3. Repeat steps 1-2 to obtain a sample of the desired size.


1) Finding a suitable p(θ) is the difficult part. It must dominate the target distribution. Also, you want the proposal to approximate the target well, otherwise you will get many rejections and the program will run quite slowly.

2) It can be shown that the acceptance rate is m/c where m=∫f(x|θ)g(θ)dθ. Since the acceptance rate goes as 1/c, if the match is bad you may need to pick a large c and hence get a low acceptance rate.

3) An advantage is that we don’t have to worry about mixing or convergence.

4) Often a fat-tailed distribution like a t is a better choice than, say, a normal…you need to have the proposal dominate out in the tails. This is what we’ll do with the beta-binomial problem.

5) (Not mentioned in class): We don’t need to know the normalizing constant m(x) for this scheme to work!!!

Example: “betabinomial.r” which will appear on the web page.
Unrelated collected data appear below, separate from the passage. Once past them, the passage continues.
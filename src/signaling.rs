//! Binding between call sessions and the external publish/subscribe transport.
//!
//! Each local user listens on a single inbox channel (`calls:<user_id>`). The
//! [`SignalingHub`] owns that subscription and routes every decoded envelope by
//! call id to the mailbox of the session handling it. A [`SignalingChannel`]
//! is the per-call view: it publishes to the peer's inbox and, when closed,
//! removes the call's route.
//!
//! The first `offer` for an unknown call id gets a fresh mailbox before the
//! registry has decided what to do with it, so candidates trickling in right
//! behind the offer are queued instead of dropped. Candidates that overtake
//! their offer are parked in a small per-call buffer and replayed into the
//! mailbox right after the offer.

use async_trait::async_trait;
use callcore::{
    CallError, CallId, CallKind, EndCode, IceCandidateInit, SignalEnvelope, SignalMessage, UserId,
};
use dashmap::DashMap;
use log::{debug, warn};
use std::sync::atomic::{AtomicBool, Ordering};
use std::sync::{Arc, Mutex};
use std::time::{Duration, Instant};
use tokio::sync::mpsc;

use crate::session::SessionEvent;

/// Callback invoked for every payload published on a subscribed channel.
pub type MessageHandler = Arc<dyn Fn(&str) + Send + Sync>;

/// Handle returned by [`PubSub::subscribe`].
pub trait Subscription: Send + Sync {
    /// Stops delivery to the handler. Calling it more than once is a no-op.
    fn unsubscribe(&self);
}

/// The hosted realtime channel primitive.
///
/// Delivery is at-most-once; within one channel, messages are expected in
/// publish order.
#[async_trait]
pub trait PubSub: Send + Sync {
    async fn publish(&self, channel: &str, payload: String) -> Result<(), anyhow::Error>;

    async fn subscribe(
        &self,
        channel: &str,
        handler: MessageHandler,
    ) -> Result<Box<dyn Subscription>, anyhow::Error>;
}

/// Name of the channel a user receives signaling on.
pub fn inbox_channel(user: &UserId) -> String {
    format!("calls:{user}")
}

type Routes = DashMap<CallId, mpsc::UnboundedSender<SessionEvent>>;

/// Candidates kept per call id while its offer is still in flight.
const MAX_EARLY_CANDIDATES: usize = 16;
/// Call ids with parked candidates at any one time.
const MAX_EARLY_CALLS: usize = 8;
/// Parked candidates older than this are discarded.
const EARLY_CANDIDATE_TTL: Duration = Duration::from_secs(10);

struct EarlyCandidates {
    first_seen: Instant,
    candidates: Vec<IceCandidateInit>,
}

/// Candidates that arrived before the offer of their call.
#[derive(Default)]
pub(crate) struct EarlyCandidateBuffer {
    calls: DashMap<CallId, EarlyCandidates>,
}

impl EarlyCandidateBuffer {
    fn park(&self, call_id: CallId, candidate: IceCandidateInit) {
        self.prune();
        if !self.calls.contains_key(&call_id) && self.calls.len() >= MAX_EARLY_CALLS {
            debug!(target: "Call/Signaling", "Too many unknown calls, dropping candidate for {call_id}");
            return;
        }
        let mut entry = self.calls.entry(call_id.clone()).or_insert_with(|| EarlyCandidates {
            first_seen: Instant::now(),
            candidates: Vec::new(),
        });
        if entry.candidates.len() >= MAX_EARLY_CANDIDATES {
            debug!(target: "Call/Signaling", "Candidate buffer for {call_id} is full");
            return;
        }
        entry.candidates.push(candidate);
    }

    /// Removes and returns what is parked for `call_id`, oldest first.
    fn take(&self, call_id: &CallId) -> Vec<IceCandidateInit> {
        match self.calls.remove(call_id) {
            Some((_, early)) if early.first_seen.elapsed() <= EARLY_CANDIDATE_TTL => {
                early.candidates
            }
            _ => Vec::new(),
        }
    }

    fn discard(&self, call_id: &CallId) {
        self.calls.remove(call_id);
    }

    fn prune(&self) {
        self.calls
            .retain(|_, early| early.first_seen.elapsed() <= EARLY_CANDIDATE_TTL);
    }

    fn clear(&self) {
        self.calls.clear();
    }

    pub(crate) fn parked(&self, call_id: &CallId) -> usize {
        self.calls.get(call_id).map_or(0, |e| e.candidates.len())
    }
}

/// A first offer for a call id nobody is handling yet.
#[derive(Debug)]
pub(crate) struct InboundOffer {
    pub call_id: CallId,
    pub caller: UserId,
    pub kind: CallKind,
    pub mailbox: mpsc::UnboundedSender<SessionEvent>,
    pub events: mpsc::UnboundedReceiver<SessionEvent>,
}

pub struct SignalingHub {
    local_user: UserId,
    pubsub: Arc<dyn PubSub>,
    routes: Arc<Routes>,
    early: Arc<EarlyCandidateBuffer>,
    subscription: Mutex<Option<Box<dyn Subscription>>>,
}

impl SignalingHub {
    /// Subscribes to the local user's inbox. New offers are handed to
    /// `offers_tx`; everything else is routed to open calls.
    pub(crate) async fn start(
        local_user: UserId,
        pubsub: Arc<dyn PubSub>,
        offers_tx: mpsc::UnboundedSender<InboundOffer>,
    ) -> Result<Arc<Self>, CallError> {
        let routes: Arc<Routes> = Arc::new(DashMap::new());
        let early = Arc::new(EarlyCandidateBuffer::default());
        let handler = {
            let routes = routes.clone();
            let early = early.clone();
            let local_user = local_user.clone();
            Arc::new(move |payload: &str| {
                route_payload(&routes, &early, &local_user, &offers_tx, payload);
            }) as MessageHandler
        };

        let channel = inbox_channel(&local_user);
        let subscription = pubsub
            .subscribe(&channel, handler)
            .await
            .map_err(|e| CallError::SignalingUnavailable(e.to_string()))?;
        debug!(target: "Call/Signaling", "Subscribed to {channel}");

        Ok(Arc::new(Self {
            local_user,
            pubsub,
            routes,
            early,
            subscription: Mutex::new(Some(subscription)),
        }))
    }

    pub fn local_user(&self) -> &UserId {
        &self.local_user
    }

    /// Opens the per-call channel. Registering the same call id again keeps
    /// the mailbox that is already routed.
    pub(crate) fn open(
        &self,
        call_id: CallId,
        peer: UserId,
        mailbox: mpsc::UnboundedSender<SessionEvent>,
    ) -> SignalingChannel {
        self.routes.entry(call_id.clone()).or_insert(mailbox);
        SignalingChannel {
            pubsub: self.pubsub.clone(),
            routes: self.routes.clone(),
            call_id,
            local_user: self.local_user.clone(),
            peer,
            closed: AtomicBool::new(false),
        }
    }

    /// Tells a caller we cannot take their call and forgets the call id.
    pub(crate) async fn reply_busy(&self, call_id: &CallId, caller: &UserId) {
        let envelope = SignalEnvelope::new(
            call_id.clone(),
            self.local_user.clone(),
            SignalMessage::End(EndCode::Busy),
        );
        self.routes.remove(call_id);
        self.early.discard(call_id);
        if let Err(e) = self
            .pubsub
            .publish(&inbox_channel(caller), envelope.encode())
            .await
        {
            warn!(target: "Call/Signaling", "Failed to send busy to {caller} for call {call_id}: {e}");
        }
    }

    pub fn open_calls(&self) -> usize {
        self.routes.len()
    }

    pub(crate) fn early_candidates(&self) -> &EarlyCandidateBuffer {
        &self.early
    }

    /// Unsubscribes from the inbox and drops all routes.
    pub fn close(&self) {
        let subscription = match self.subscription.lock() {
            Ok(mut guard) => guard.take(),
            Err(poisoned) => poisoned.into_inner().take(),
        };
        if let Some(subscription) = subscription {
            subscription.unsubscribe();
            debug!(target: "Call/Signaling", "Unsubscribed from {}", inbox_channel(&self.local_user));
        }
        self.routes.clear();
        self.early.clear();
    }
}

impl Drop for SignalingHub {
    fn drop(&mut self) {
        self.close();
    }
}

fn route_payload(
    routes: &Routes,
    early: &EarlyCandidateBuffer,
    local_user: &UserId,
    offers_tx: &mpsc::UnboundedSender<InboundOffer>,
    payload: &str,
) {
    let envelope = match SignalEnvelope::decode(payload) {
        Ok(e) => e,
        Err(e) => {
            warn!(target: "Call/Signaling", "Dropping undecodable signaling message: {e}");
            return;
        }
    };
    if &envelope.sender_id == local_user {
        return;
    }

    let SignalEnvelope {
        call_id,
        sender_id,
        message,
    } = envelope;

    // Clone the sender out so no map guard is held across removal.
    let route = routes.get(&call_id).map(|r| r.clone());
    if let Some(route) = route {
        if route.send(SessionEvent::Remote(message)).is_err() {
            debug!(target: "Call/Signaling", "Session for call {call_id} is gone, dropping route");
            routes.remove(&call_id);
        }
        return;
    }

    match message {
        SignalMessage::Offer { sdp, kind } => {
            let (tx, rx) = mpsc::unbounded_channel();
            let _ = tx.send(SessionEvent::Remote(SignalMessage::Offer { sdp, kind }));
            let parked = early.take(&call_id);
            if !parked.is_empty() {
                debug!(
                    target: "Call/Signaling",
                    "Replaying {} early candidate(s) for call {call_id}",
                    parked.len()
                );
            }
            for candidate in parked {
                let _ = tx.send(SessionEvent::Remote(SignalMessage::IceCandidate(candidate)));
            }
            routes.insert(call_id.clone(), tx.clone());
            let offer = InboundOffer {
                call_id: call_id.clone(),
                caller: sender_id,
                kind,
                mailbox: tx,
                events: rx,
            };
            if offers_tx.send(offer).is_err() {
                warn!(target: "Call/Signaling", "Registry stopped, ignoring offer for call {call_id}");
                routes.remove(&call_id);
            }
        }
        SignalMessage::IceCandidate(candidate) => {
            debug!(
                target: "Call/Signaling",
                "Parking candidate for unknown call {call_id} from {sender_id}"
            );
            early.park(call_id, candidate);
        }
        other => {
            debug!(
                target: "Call/Signaling",
                "Dropping {} for unknown call {call_id} from {sender_id}",
                other.signal_type()
            );
        }
    }
}

/// Per-call signaling view, scoped to one call id and the local user.
pub struct SignalingChannel {
    pubsub: Arc<dyn PubSub>,
    routes: Arc<Routes>,
    call_id: CallId,
    local_user: UserId,
    peer: UserId,
    closed: AtomicBool,
}

impl SignalingChannel {
    pub fn call_id(&self) -> &CallId {
        &self.call_id
    }

    pub fn peer(&self) -> &UserId {
        &self.peer
    }

    /// Publishes `message` to `to`'s inbox.
    pub async fn send_to(&self, to: &UserId, message: SignalMessage) -> Result<(), CallError> {
        if self.is_closed() {
            return Err(CallError::SignalingUnavailable("channel closed".into()));
        }
        let envelope = SignalEnvelope::new(self.call_id.clone(), self.local_user.clone(), message);
        self.pubsub
            .publish(&inbox_channel(to), envelope.encode())
            .await
            .map_err(|e| CallError::SignalingUnavailable(e.to_string()))
    }

    pub async fn send(&self, message: SignalMessage) -> Result<(), CallError> {
        let peer = self.peer.clone();
        self.send_to(&peer, message).await
    }

    pub fn is_closed(&self) -> bool {
        self.closed.load(Ordering::Acquire)
    }

    /// Stops routing this call's messages. Idempotent.
    pub fn close(&self) {
        if !self.closed.swap(true, Ordering::AcqRel) {
            self.routes.remove(&self.call_id);
            debug!(target: "Call/Signaling", "Closed signaling for call {}", self.call_id);
        }
    }
}

impl Drop for SignalingChannel {
    fn drop(&mut self) {
        self.close();
    }
}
Uses a t with 4 dof as the proposal distribution, with same mean and scale matrix from the Laplace approximation.

We still need to find the bounding constant c.

Procedure to find c: Find d such that log[f(x|θ)g(θ)]-log(p(θ)≤d for all θ:. Then c=exp(d). This procedure is implemented in the LearnBayes function ‘betabinT’ with the function ‘laplace’.

We ran the code to get the appropriate bounding constant. Then we obtained a sample by rejection sampling. We showed that it looks like the contours, and computed means, showed the marginal distribution, quantiles, etc.